Action item
Within the lines below, find those that hold the string "crate" and copy each one.
Data for this task below:
//! Run statistics printed after an analysis

use std::time::Duration;

use chrono::{DateTime, Utc};
use serde::Serialize;

use crate::report::writer::format_timestamp;
use crate::simulation::Bucket;

/// Statistics for one analyzer run
#[derive(Debug, Clone, Serialize)]
pub struct RunSummary {
    /// Number of jobs in the schedule
    pub job_count: usize,
    /// Number of minute buckets simulated
    pub bucket_count: usize,
    /// Window start instant
    pub window_start: DateTime<Utc>,
    /// Window length in days
    pub window_days: u64,
    /// Worker threads used for aggregation (0 = one per core)
    pub workers: usize,
    /// Highest-count bucket, if the grid was not empty
    pub peak: Option<Bucket>,
    /// Wall time spent aggregating
    pub aggregation_time: Duration,
}

impl RunSummary {
    /// Highest running count observed; the estimated number of cores needed
    pub fn peak_running_count(&self) -> u32 {
        self.peak.as_ref().map_or(0, |bucket| bucket.running_count)
    }

    /// Human-readable summary
    pub fn render(&self) -> String {
        let mut output = String::new();

        output.push_str("Analysis Summary:\n");
        output.push_str(&format!("   Jobs: {}\n", self.job_count));
        output.push_str(&format!(
            "   Window: {} days from {} ({} minute buckets)\n",
            self.window_days,
            self.window_start.to_rfc3339(),
            self.bucket_count
        ));
        let workers = if self.workers == 0 {
            "all cores".to_string()
        } else {
            format!("{} worker(s)", self.workers)
        };
        output.push_str(&format!(
            "   Aggregation: {:.2} seconds on {}\n",
            self.aggregation_time.as_secs_f64(),
            workers
        ));
        match &self.peak {
            Some(peak) => {
                output.push_str(&format!(
                    "   Peak: {} running jobs at {}\n",
                    peak.running_count,
                    format_timestamp(&peak.instant)
                ));
                output.push_str(&format!(
                    "   Estimated cores needed: {}\n",
                    peak.running_count
                ));
            }
            None => output.push_str("   Peak: no buckets simulated\n"),
        }

        output
    }
}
End of Data for this task.
Written response
use crate::report::writer::format_timestamp;
use crate::simulation::Bucket;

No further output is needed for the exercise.